O silêncio cruel da União Europeia

Os promotores da iniciativa sanitária em Hebron não estão apenas revoltados com as autoridades de ocupação mas também com os governos ocidentais que lhes dão cobertura: neste caso respondendo com o silêncio a mais uma atrocidade contra os direitos humanos. “Não se ouve uma palavra da União Europeia sobre a destruição do hospital de emergência”, sublinha Ali Abunimah, co-fundador do website Intifada Electrónica. “Quando não é o silêncio são migalhas de caridade lançadas aos palestinianos”, acusou. “Não permitiremos que a União Europeia tente lavar com essas migalhas a cumplicidade e o apoio aos crimes de guerra israelitas”.

Entretanto, a situação gerada pelo novo coronavírus na região parece estar fora de controlo. 

Apesar de Israel ter dado a sensação de conseguir travar com êxito os primeiros surtos, a verdade é que surgiu uma segunda vaga de infecções muito pior do que qualquer episódio ocorrido até agora. No auge da pandemia, no início de Abril, Israel registou em média cerca de 600 novos casos por dia. Num dos últimos dias o número de contaminações foi superior a duas mil.

Os territórios palestinianos perdem igualmente o controlo da situação, uma vez que só no mês de Julho foram registados 57 dos 64 óbitos por coronavírus.

Nikolay Mladenov, coordenador especial das Nações Unidas para o chamado “processo de paz” no Médio Oriente, alertou recentemente que o aumento de casos é um motivo acrescido para a instabilidade na região devido às suas consequências potencialmente perigosas. Sugeriu novas “medidas extraordinárias” para combater a disseminação do vírus; a destruição do hospital e do centro de testes de Hebron é precisamente o contrário do que Mladenov defendeu.

Comportamento habitual

Embora a destruição de infraestruturas sanitárias em tempos de pandemia possa chocar muitas pessoas, trata-se, contudo, de uma prática que se insere no comportamento comum das tropas israelitas de ocupação. Em Março, as tropas ocupantes tinham feito o mesmo com o novo hospital de campanha na zona de Khirbet Ibziq, na Cisjordânia; destruíram as instalações e confiscaram equipamentos médicos e materiais de construção. “Enquanto o mundo inteiro luta contra uma crise de saúde sem precedentes e paralisante, as forças armadas de Israel dedicam tempo e recursos a assediar as comunidades palestinianas mais vulneráveis da Cisjordânia, que são alvos para expulsão há muitas décadas”, escreveu o grupo israelita de direitos humanos B’Tselem. “Destruir iniciativas comunitárias de primeiros socorros durante uma crise de saúde é um exemplo especialmente cruel dos abusos regulares infligidos a essas comunidades e vai contra todos os princípios humanos e humanitários básicos, sobretudo numa situação de emergência”, acrescentou. 

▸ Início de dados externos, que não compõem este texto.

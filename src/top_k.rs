use std::hash::Hash;

use heapdex_core::{IndexedHeap, Result};

/// Returns the `k` largest elements of `input` in ascending order, or all of them if
/// `input` has fewer than `k` elements. `input` is not modified.
///
/// Runs in `O(n log k)` by keeping the `k` largest elements seen so far in a heap and
/// replacing its minimum whenever a larger element comes along.
///
/// # Errors
/// [`heapdex_core::Error::DuplicateElement`] if equal elements compete for the result.
pub fn top_k<T>(k: usize, input: &[T]) -> Result<Vec<T>>
where
    T: Ord + Hash + Clone,
{
    if k == 0 {
        return Ok(Vec::new());
    }

    let mut heap = IndexedHeap::with_capacity(k.min(input.len()));
    for item in input {
        if heap.len() < k {
            heap.add(item.clone())?;
            continue;
        }

        let min = heap.peek_min()?;
        if item > min {
            let min = min.clone();
            heap.replace(&min, item.clone())?;
        }
    }

    Ok(heap.into_sorted_vec())
}
use heapdex_core::{HashIndex, HashIndexSet, Result};

use crate::Document;

/// Term frequency / inverse document frequency weights for one document or query.
pub type TfIdfVector = HashIndex<String, f64>;

/// Scores how relevant a document is to a query, as the cosine similarity of their
/// TF-IDF vectors.
pub struct TfIdfAnalyzer {
    idf_scores: HashIndex<String, f64>,
    document_vectors: HashIndex<String, TfIdfVector>,
    /// Euclidean norm of every document vector, computed once up front.
    norms: HashIndex<String, f64>,
}

impl TfIdfAnalyzer {
    pub fn new(documents: &[Document]) -> Self {
        let idf_scores = compute_idf_scores(documents);

        let mut document_vectors = HashIndex::new();
        let mut norms = HashIndex::new();
        for doc in documents {
            let vector = tf_idf_vector(&doc.words, &idf_scores);
            norms.put(doc.id.clone(), norm(&vector));
            document_vectors.put(doc.id.clone(), vector);
        }

        TfIdfAnalyzer {
            idf_scores,
            document_vectors,
            norms,
        }
    }

    pub fn idf(&self, word: &str) -> Option<f64> {
        self.idf_scores.get(word).ok().copied()
    }

    pub fn document_vector(&self, id: &str) -> Result<&TfIdfVector> {
        self.document_vectors.get(id)
    }

    /// Cosine similarity between `query` and the document `id`, in `[0, 1]`.
    /// Query words that appear in no document are ignored.
    pub fn relevance<S: AsRef<str>>(&self, query: &[S], id: &str) -> Result<f64> {
        let document = self.document_vectors.get(id)?;
        let document_norm = *self.norms.get(id)?;

        let query_vector = tf_idf_vector(query, &self.idf_scores);
        let numerator: f64 = query_vector
            .iter()
            .map(|(word, q)| q * document.get_or_default(word.as_str(), 0.0))
            .sum();

        let denominator = document_norm * norm(&query_vector);
        if denominator == 0.0 {
            return Ok(0.0);
        }
        Ok(numerator / denominator)
    }
}

/// `idf(w) = ln(n / number of documents containing w)`
fn compute_idf_scores(documents: &[Document]) -> HashIndex<String, f64> {
    let mut doc_counts: HashIndex<&str, f64> = HashIndex::new();
    for doc in documents {
        let unique: HashIndexSet<&str> = doc.words.iter().map(String::as_str).collect();
        for word in unique.iter() {
            let count = doc_counts.get_or_default(*word, 0.0);
            doc_counts.put(*word, count + 1.0);
        }
    }

    let num_docs = documents.len() as f64;
    doc_counts
        .iter()
        .map(|(word, count)| (word.to_string(), (num_docs / count).ln()))
        .collect()
}

/// `tf(w) = occurrences of w / number of words`
fn compute_tf_scores<S: AsRef<str>>(words: &[S]) -> HashIndex<&str, f64> {
    let mut counts: HashIndex<&str, f64> = HashIndex::new();
    for word in words {
        let word = word.as_ref();
        let count = counts.get_or_default(word, 0.0);
        counts.put(word, count + 1.0);
    }

    let total = words.len() as f64;
    counts
        .iter()
        .map(|(word, count)| (*word, count / total))
        .collect()
}

/// Weights the term frequencies of `words` by `idf_scores`. Words without an IDF
/// score are left out.
fn tf_idf_vector<S: AsRef<str>>(
    words: &[S],
    idf_scores: &HashIndex<String, f64>,
) -> TfIdfVector {
    compute_tf_scores(words)
        .iter()
        .filter_map(|(word, tf)| {
            idf_scores
                .get(*word)
                .ok()
                .map(|idf| (word.to_string(), tf * idf))
        })
        .collect()
}

fn norm(vector: &TfIdfVector) -> f64 {
    vector.values().map(|v| v * v).sum::<f64>().sqrt()
}
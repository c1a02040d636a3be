use std::{borrow::Borrow, fmt, hash::Hash, mem};

use crate::{Error, HashIndex, Result};

/// A 4-ary min-heap of unique elements that allows removing or replacing any element
/// in `O(log n)`, by keeping track of the heap position of every element.
///
/// The position index is updated together with the heap array on every swap,
/// insertion and removal, so that for every live position `i`,
/// `positions[heap[i]] == i`.
pub struct IndexedHeap<T> {
    /// The array representation of the heap.
    heap: Vec<T>,
    /// Mapping from element to its index in the heap.
    positions: HashIndex<T, usize>,
}

impl<T> IndexedHeap<T> {
    /// Children per node.
    pub const NUM_CHILDREN: usize = 4;
    const INITIAL_CAPACITY: usize = 16;

    pub fn new() -> Self {
        Self::with_capacity(Self::INITIAL_CAPACITY)
    }

    /// Creates a new empty IndexedHeap whose array can hold `capacity` elements before growing.
    pub fn with_capacity(capacity: usize) -> Self {
        IndexedHeap {
            heap: Vec::with_capacity(capacity.max(1)),
            positions: HashIndex::new(),
        }
    }

    #[inline]
    pub fn len(&self) -> usize {
        self.heap.len()
    }

    #[inline]
    pub fn is_empty(&self) -> bool {
        self.heap.is_empty()
    }

    /// Returns the smallest element without removing it.
    pub fn peek_min(&self) -> Result<&T> {
        self.heap.first().ok_or(Error::EmptyContainer)
    }

    /// The heap array, in heap order.
    #[cfg(any(test, debug_assertions))]
    pub fn as_slice(&self) -> &[T] {
        &self.heap
    }

    #[inline(always)]
    fn parent_of(idx: usize) -> usize {
        (idx - 1) / Self::NUM_CHILDREN
    }

    #[inline(always)]
    fn first_child_of(idx: usize) -> usize {
        idx * Self::NUM_CHILDREN + 1
    }
}

impl<T: Ord + Hash + Clone> IndexedHeap<T> {
    /// Checks whether the heap contains `item`.
    pub fn contains<Q>(&self, item: &Q) -> bool
    where
        T: Borrow<Q>,
        Q: Hash + Eq + ?Sized,
    {
        self.positions.contains_key(item)
    }

    /// Inserts a new element into the heap.
    ///
    /// Fails with [`Error::DuplicateElement`] if an equal element is already present.
    pub fn add(&mut self, item: T) -> Result<()> {
        if self.positions.contains_key(&item) {
            return Err(Error::DuplicateElement);
        }

        if self.heap.len() == self.heap.capacity() {
            // Double the array. Positions don't change, so the index is untouched.
            let additional = self.heap.capacity().max(1);
            self.heap.reserve_exact(additional);
        }

        let idx = self.heap.len();
        self.positions.put(item.clone(), idx);
        self.heap.push(item);
        self.percolate(idx);
        Ok(())
    }

    /// Pops and returns the smallest element.
    pub fn remove_min(&mut self) -> Result<T> {
        if self.heap.is_empty() {
            return Err(Error::EmptyContainer);
        }

        // Move the last element to the root and sift down
        let min = self.heap.swap_remove(0);
        self.forget(&min);

        if !self.heap.is_empty() {
            self.set_position(0);
            self.sift_down(0);
        }

        Ok(min)
    }

    /// Removes `item` from anywhere in the heap and returns the stored element.
    pub fn remove<Q>(&mut self, item: &Q) -> Result<T>
    where
        T: Borrow<Q>,
        Q: Hash + Eq + ?Sized,
    {
        let idx = self.positions.remove(item).map_err(|_| Error::NotFound)?;
        let last = self.heap.len() - 1;
        let removed = self.heap.swap_remove(idx);

        // If the removed element sat in the last slot, nothing was moved into `idx`.
        // Touching the index here would re-register the element we just removed.
        if idx != last {
            self.set_position(idx);
            self.percolate(idx);
        }

        Ok(removed)
    }

    /// Replaces `old` with `new` in place and restores the heap order, which may move
    /// `new` either up or down. Returns the replaced element.
    pub fn replace<Q>(&mut self, old: &Q, new: T) -> Result<T>
    where
        T: Borrow<Q>,
        Q: Hash + Eq + ?Sized,
    {
        let idx = *self.positions.get(old).map_err(|_| Error::NotFound)?;
        if self.positions.contains_key::<T>(&new) {
            return Err(Error::DuplicateElement);
        }

        self.positions.remove(old)?;
        self.positions.put(new.clone(), idx);
        let replaced = mem::replace(&mut self.heap[idx], new);

        self.percolate(idx);
        Ok(replaced)
    }

    /// Empties the heap in ascending order.
    pub fn into_sorted_vec(mut self) -> Vec<T> {
        let mut sorted = Vec::with_capacity(self.heap.len());
        while let Ok(min) = self.remove_min() {
            sorted.push(min);
        }
        sorted
    }

    /// Restores the heap property for the element at `idx`, which may be out of
    /// order with its parent or its children, but not both.
    fn percolate(&mut self, idx: usize) {
        if idx > 0 && self.heap[idx] < self.heap[Self::parent_of(idx)] {
            self.sift_up(idx);
        } else {
            self.sift_down(idx);
        }
    }

    /// Sifts the element at `idx` up the heap to restore the heap property.
    fn sift_up(&mut self, mut idx: usize) {
        while idx > 0 {
            let parent = Self::parent_of(idx);
            if self.heap[idx] >= self.heap[parent] {
                break; // Not smaller than parent => heap property satisfied
            }

            self.swap(idx, parent);
            idx = parent;
        }
    }

    /// Sifts the element at `idx` down the heap to restore the heap property.
    fn sift_down(&mut self, mut idx: usize) {
        loop {
            let first = Self::first_child_of(idx);
            if first >= self.heap.len() {
                break; // No children
            }
            let end = (first + Self::NUM_CHILDREN).min(self.heap.len());

            // Find the smallest child, the leftmost one on ties
            let mut smallest = first;
            for child in first + 1..end {
                if self.heap[child] < self.heap[smallest] {
                    smallest = child;
                }
            }

            if self.heap[smallest] >= self.heap[idx] {
                break; // No child is smaller => heap property satisfied
            }

            self.swap(idx, smallest);
            idx = smallest;
        }
    }

    /// Swaps two heap slots and updates both of their index entries.
    #[inline(always)]
    fn swap(&mut self, a: usize, b: usize) {
        self.heap.swap(a, b);
        self.set_position(a);
        self.set_position(b);
    }

    /// Records `idx` as the position of the element currently stored there.
    #[inline(always)]
    fn set_position(&mut self, idx: usize) {
        *self
            .positions
            .get_mut(&self.heap[idx])
            .expect("Every heap element has an entry in the position index") = idx;
    }

    fn forget(&mut self, item: &T) {
        self.positions
            .remove(item)
            .expect("Every heap element has an entry in the position index");
    }

    /// Verifies the heap order and that the position index mirrors the heap array.
    #[cfg(any(test, debug_assertions))]
    pub fn check_invariants(&self) -> std::result::Result<(), String> {
        for idx in 1..self.heap.len() {
            if self.heap[idx] < self.heap[Self::parent_of(idx)] {
                return Err(format!(
                    "element at {} is smaller than its parent at {}",
                    idx,
                    Self::parent_of(idx)
                ));
            }
        }

        if self.positions.len() != self.heap.len() {
            return Err(format!(
                "index holds {} entries for {} elements",
                self.positions.len(),
                self.heap.len()
            ));
        }
        for (idx, item) in self.heap.iter().enumerate() {
            match self.positions.get(item) {
                Ok(&pos) if pos == idx => {}
                Ok(&pos) => return Err(format!("element at {} is indexed at {}", idx, pos)),
                Err(_) => return Err(format!("element at {} is not indexed", idx)),
            }
        }
        Ok(())
    }
}

impl<T> Default for IndexedHeap<T> {
    fn default() -> Self {
        Self::new()
    }
}

impl<T: fmt::Debug> fmt::Debug for IndexedHeap<T> {
    fn fmt(&self, f: &mut fmt::Formatter<'_>) -> fmt::Result {
        f.debug_struct("IndexedHeap")
            .field("heap", &self.heap)
            .finish_non_exhaustive()
    }
}
//! In-memory containers: a chained hash index and a 4-ary indexed min-heap that uses
//! it to track element positions.

mod error;
mod hash_index;
mod hash_set;
mod indexed_heap;

pub use error::{Error, Result};
pub use hash_index::{DefaultHashBuilder, HashIndex, Iter};
pub use hash_set::HashIndexSet;
pub use indexed_heap::IndexedHeap;
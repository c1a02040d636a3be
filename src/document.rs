/// A parsed text document: its normalized words and the ids of the documents it links to.
#[derive(Debug, Clone, PartialEq, Eq)]
pub struct Document {
    pub id: String,
    pub words: Vec<String>,
    pub links: Vec<String>,
}

impl Document {
    pub fn new(id: impl Into<String>, words: Vec<String>, links: Vec<String>) -> Self {
        Document {
            id: id.into(),
            words,
            links,
        }
    }

    /// Splits `text` on whitespace. Tokens of the form `[[name]]` become links to the
    /// document `name`, every other token is lowercased and stripped of non-word characters.
    pub fn parse(id: impl Into<String>, text: &str) -> Self {
        let mut words = Vec::new();
        let mut links = Vec::new();

        for token in text.split_whitespace() {
            if let Some(target) = parse_link(token) {
                links.push(target.to_string());
                continue;
            }

            let word = normalize(token);
            if !word.is_empty() {
                words.push(word);
            }
        }

        Document::new(id, words, links)
    }
}

/// Recognises `[[name]]`, also when wrapped in punctuation such as `([[name]]),`.
fn parse_link(token: &str) -> Option<&str> {
    token
        .trim_start_matches(|c: char| c.is_ascii_punctuation() && c != '[')
        .trim_end_matches(|c: char| c.is_ascii_punctuation() && c != ']')
        .strip_prefix("[[")
        .and_then(|t| t.strip_suffix("]]"))
        .filter(|target| !target.is_empty())
}

/// Lowercases `token` and drops everything that isn't alphanumeric or `_`.
fn normalize(token: &str) -> String {
    token
        .chars()
        .filter(|c| c.is_alphanumeric() || *c == '_')
        .flat_map(char::to_lowercase)
        .collect()
}

#[cfg(test)]
mod tests {
    use super::*;

    #[test]
    fn test_parse() {
        let doc = Document::parse("a.txt", "Hello, World!  see [[b.txt]] -- and [[c.txt]]\nhello");

        assert_eq!(doc.id, "a.txt");
        assert_eq!(doc.words, vec!["hello", "world", "see", "and", "hello"]);
        assert_eq!(doc.links, vec!["b.txt", "c.txt"]);
    }

    #[test]
    fn test_normalize() {
        let cases: Vec<(&str, &str)> = vec![
            ("Rust's", "rusts"),
            ("snake_case", "snake_case"),
            ("...", ""),
            ("ÜBER", "über"),
            ("[[]]", ""),
        ];

        for (token, expected) in cases {
            assert_eq!(normalize(token), expected, "normalizing {:?}", token);
        }
    }

    #[test]
    fn test_link_with_punctuation() {
        let doc = Document::parse("x", "see [[b.txt]], and ([[c.txt]]). [[d.txt]]x");
        assert_eq!(doc.links, vec!["b.txt", "c.txt"]);
        assert_eq!(doc.words, vec!["see", "and", "dtxtx"]);
    }

    #[test]
    fn test_empty_link_is_not_a_link() {
        let doc = Document::parse("x", "[[]] [[y]]");
        assert_eq!(doc.links, vec!["y"]);
        assert!(doc.words.is_empty());
    }
}
/// The pairs whose keys hash to the same bucket.
/// Kept in insertion order so that iteration is deterministic.
#[derive(Clone)]
struct Bucket<K, V> {
    pairs: Vec<(K, V)>,
}

impl<K, V> Bucket<K, V> {
    const fn new() -> Self {
        Bucket { pairs: Vec::new() }
    }

    fn position<Q>(&self, key: &Q) -> Option<usize>
    where
        K: Borrow<Q>,
        Q: Eq + ?Sized,
    {
        self.pairs.iter().position(|(k, _)| k.borrow() == key)
    }

    /// Inserts the pair, or overwrites the value of an existing equal key.
    fn insert(&mut self, key: K, value: V) -> Option<V>
    where
        K: Eq,
    {
        match self.position(&key) {
            Some(pos) => Some(mem::replace(&mut self.pairs[pos].1, value)),
            None => {
                self.pairs.push((key, value));
                None
            }
        }
    }
}

/// A hash map that resolves collisions by chaining.
///
/// The bucket array starts at [`HashIndex::DEFAULT_CAPACITY`] buckets and doubles
/// (rehashing every pair) as soon as `len >= capacity * load_factor`. It never shrinks.
///
/// Invariants:
/// - every key lives in exactly one bucket, namely `hash(key) % capacity`
/// - `len` is the total number of pairs across all buckets
#[derive(Clone)]
pub struct HashIndex<K, V, S = DefaultHashBuilder> {
    buckets: Vec<Bucket<K, V>>,
    len: usize,
    load_factor: f64,
    hash_builder: S,
}

impl<K, V> HashIndex<K, V> {
    pub const DEFAULT_CAPACITY: usize = 16;
    pub const DEFAULT_LOAD_FACTOR: f64 = 0.75;
    /// Smallest accepted load factor. Below it, growing to satisfy the factor needs
    /// more buckets than can be addressed.
    pub const MIN_LOAD_FACTOR: f64 = 0.01;

    pub fn new() -> Self {
        Self::with_hasher(DefaultHashBuilder::default())
    }

    /// Creates an empty index that resizes once `len >= capacity * load_factor`.
    /// The load factor must be finite and at least [`Self::MIN_LOAD_FACTOR`].
    pub fn with_load_factor(load_factor: f64) -> Result<Self> {
        if !(load_factor.is_finite() && load_factor >= Self::MIN_LOAD_FACTOR) {
            return Err(Error::InvalidArgument(format!(
                "load factor must be a finite number of at least {}, got {}",
                Self::MIN_LOAD_FACTOR,
                load_factor
            )));
        }

        let mut index = Self::new();
        index.load_factor = load_factor;
        Ok(index)
    }
}

impl<K, V, S> HashIndex<K, V, S> {
    pub fn with_hasher(hash_builder: S) -> Self {
        HashIndex {
            buckets: empty_buckets(HashIndex::<K, V>::DEFAULT_CAPACITY),
            len: 0,
            load_factor: HashIndex::<K, V>::DEFAULT_LOAD_FACTOR,
            hash_builder,
        }
    }

    #[inline]
    pub fn len(&self) -> usize {
        self.len
    }

    #[inline]
    pub fn is_empty(&self) -> bool {
        self.len == 0
    }

    /// Number of buckets.
    #[inline]
    pub fn capacity(&self) -> usize {
        self.buckets.len()
    }

    #[inline]
    pub fn load_factor(&self) -> f64 {
        self.load_factor
    }

    /// Iterates over all pairs, bucket by bucket in ascending bucket order.
    pub fn iter(&self) -> Iter<'_, K, V> {
        Iter {
            buckets: &self.buckets,
            bucket: 0,
            slot: 0,
            remaining: self.len,
        }
    }

    pub fn keys(&self) -> impl Iterator<Item = &K> {
        self.iter().map(|(k, _)| k)
    }

    pub fn values(&self) -> impl Iterator<Item = &V> {
        self.iter().map(|(_, v)| v)
    }
}
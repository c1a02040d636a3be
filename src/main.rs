use clap::{Parser, Subcommand};
use heapdex::analyzers::RankConfig;
use std::{error::Error, path::PathBuf};

mod cli;

#[derive(Parser, Debug)]
#[command(author, version, about, long_about = None)]
struct Args {
    #[command(subcommand)]
    command: Command,
}

#[derive(Subcommand, Debug)]
enum Command {
    /// Rank the documents in a directory against a query
    Search {
        #[arg(value_name = "DIR")]
        dir: PathBuf,

        #[arg(value_name = "QUERY", required = true)]
        query: Vec<String>,

        /// Maximum number of results
        #[arg(short, default_value_t = 10)]
        k: usize,

        /// Probability of following a link when computing page ranks
        #[arg(long, default_value_t = RankConfig::default().decay)]
        decay: f64,

        /// Page rank convergence threshold
        #[arg(long, default_value_t = RankConfig::default().epsilon)]
        epsilon: f64,

        /// Maximum number of page rank passes
        #[arg(long, default_value_t = RankConfig::default().limit)]
        limit: usize,

        #[arg(long, default_value_t = false)]
        no_progress_bar: bool,
    },
    /// Print the K largest integers of a file (or stdin) in ascending order
    TopK {
        #[arg(value_name = "K")]
        k: usize,

        #[arg(value_name = "PATH")]
        path: Option<PathBuf>,
    },
    /// Write distinct random integers, one per line
    Generate {
        #[arg(value_name = "COUNT")]
        count: usize,

        /// Values are drawn from 0..MAX
        #[arg(long, default_value_t = 1_000_000)]
        max: u64,

        #[arg(long)]
        seed: Option<u64>,
    },
}

fn main() -> Result<(), Box<dyn Error>> {
    let args = Args::parse();
    cli::init_logging();

    match args.command {
        Command::Search {
            dir,
            query,
            k,
            decay,
            epsilon,
            limit,
            no_progress_bar,
        } => {
            let config = RankConfig {
                decay,
                epsilon,
                limit,
            };
            cli::search::search(dir, &query, k, &config, no_progress_bar)
        }
        Command::TopK { k, path } => cli::top_k::top_k(k, path),
        Command::Generate { count, max, seed } => cli::generate::generate(count, max, seed),
    }
}
use heapdex_core::{HashIndex, HashIndexSet, Result};
use log::{debug, info};

use crate::{Document, analyzers::RankConfig};

/// Scores documents by how much of the link graph points at them.
///
/// Ranks start at `1/n` and are redistributed along links on every pass, with a
/// `1 - decay` share spread evenly over all documents. Iteration stops once no rank
/// moves by more than `epsilon`, or after `limit` passes.
pub struct PageRankAnalyzer {
    ranks: HashIndex<String, f64>,
    iterations: usize,
}

impl PageRankAnalyzer {
    pub fn new(documents: &[Document], config: &RankConfig) -> Result<Self> {
        config.validate()?;

        let graph = make_graph(documents);
        let (ranks, iterations) = make_ranks(&graph, config);
        Ok(PageRankAnalyzer { ranks, iterations })
    }

    /// Returns the rank of the document with id `id`.
    pub fn page_rank(&self, id: &str) -> Result<f64> {
        self.ranks.get(id).copied()
    }

    /// Number of update passes that were applied.
    pub fn iterations(&self) -> usize {
        self.iterations
    }

    pub fn ranks(&self) -> &HashIndex<String, f64> {
        &self.ranks
    }
}

/// Builds the adjacency sets of the link graph. Links leaving the document set and
/// self-links are dropped.
fn make_graph(documents: &[Document]) -> HashIndex<String, HashIndexSet<String>> {
    let ids: HashIndexSet<&str> = documents.iter().map(|d| d.id.as_str()).collect();

    let mut graph = HashIndex::new();
    for doc in documents {
        let targets: HashIndexSet<String> = doc
            .links
            .iter()
            .filter(|link| ids.contains(link.as_str()) && **link != doc.id)
            .cloned()
            .collect();
        graph.put(doc.id.clone(), targets);
    }
    graph
}

fn make_ranks(
    graph: &HashIndex<String, HashIndexSet<String>>,
    config: &RankConfig,
) -> (HashIndex<String, f64>, usize) {
    let num_pages = graph.len() as f64;
    let initial = 1.0 / num_pages;
    let mut old_ranks: HashIndex<String, f64> =
        graph.keys().map(|page| (page.clone(), initial)).collect();

    for iteration in 0..config.limit {
        let mut new_ranks: HashIndex<String, f64> =
            graph.keys().map(|page| (page.clone(), 0.0)).collect();
        // Share of pages without outgoing links, handed to every page at the end
        let mut dangling = 0.0;

        for (page, links) in graph {
            let rank = old_ranks.get_or_default(page.as_str(), 0.0);
            if links.is_empty() {
                dangling += config.decay * rank / num_pages;
                continue;
            }

            let share = config.decay * rank / links.len() as f64;
            for link in links.iter() {
                if let Ok(r) = new_ranks.get_mut(link.as_str()) {
                    *r += share;
                }
            }
        }

        let base = dangling + (1.0 - config.decay) / num_pages;
        let mut max_delta: f64 = 0.0;
        for page in graph.keys() {
            if let Ok(r) = new_ranks.get_mut(page.as_str()) {
                *r += base;
                let old = old_ranks.get_or_default(page.as_str(), 0.0);
                max_delta = max_delta.max((*r - old).abs());
            }
        }
        debug!("Page rank pass {}: max delta {:e}", iteration + 1, max_delta);

        if max_delta <= config.epsilon {
            info!("Page rank converged after {} passes", iteration + 1);
            return (old_ranks, iteration);
        }
        old_ranks = new_ranks;
    }

    info!("Page rank stopped after {} passes", config.limit);
    (old_ranks, config.limit)
}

O governo israelita tem vindo a anunciar planos para anexar formalmente até mais um terço da Palestina, incluindo grande parte do fértil Vale do Jordão, a fonte de alimentação da Palestina. Com base no chamado “acordo do século”, elaborado por Trump e Netanyahu, o plano prevê a inclusão de mais cerca de 70 mil palestinianos sob a jurisdição racista israelita. Até a alta comissária das Nações Unidas para os direitos humanos, a chilena Michelle Bachelet – silenciosa perante o golpe fascista na Bolívia e os atentados contra a Venezuela – qualificou os planos de anexação como “ilegais” e “desastrosos”. O dr. Ramzy Baroud, jornalista palestiniano também com nacionalidade norte-americana, declarou recentemente que a população da Cisjordânia “já está sob completo controlo israelita, uma vez que todas as movimentações e liberdades estão restringidas para os palestinianos”; no entanto, acrescentou, o plano de Trump e Netanyahu torna a situação ainda pior, “será o último prego no caixão do chamado processo de paz”.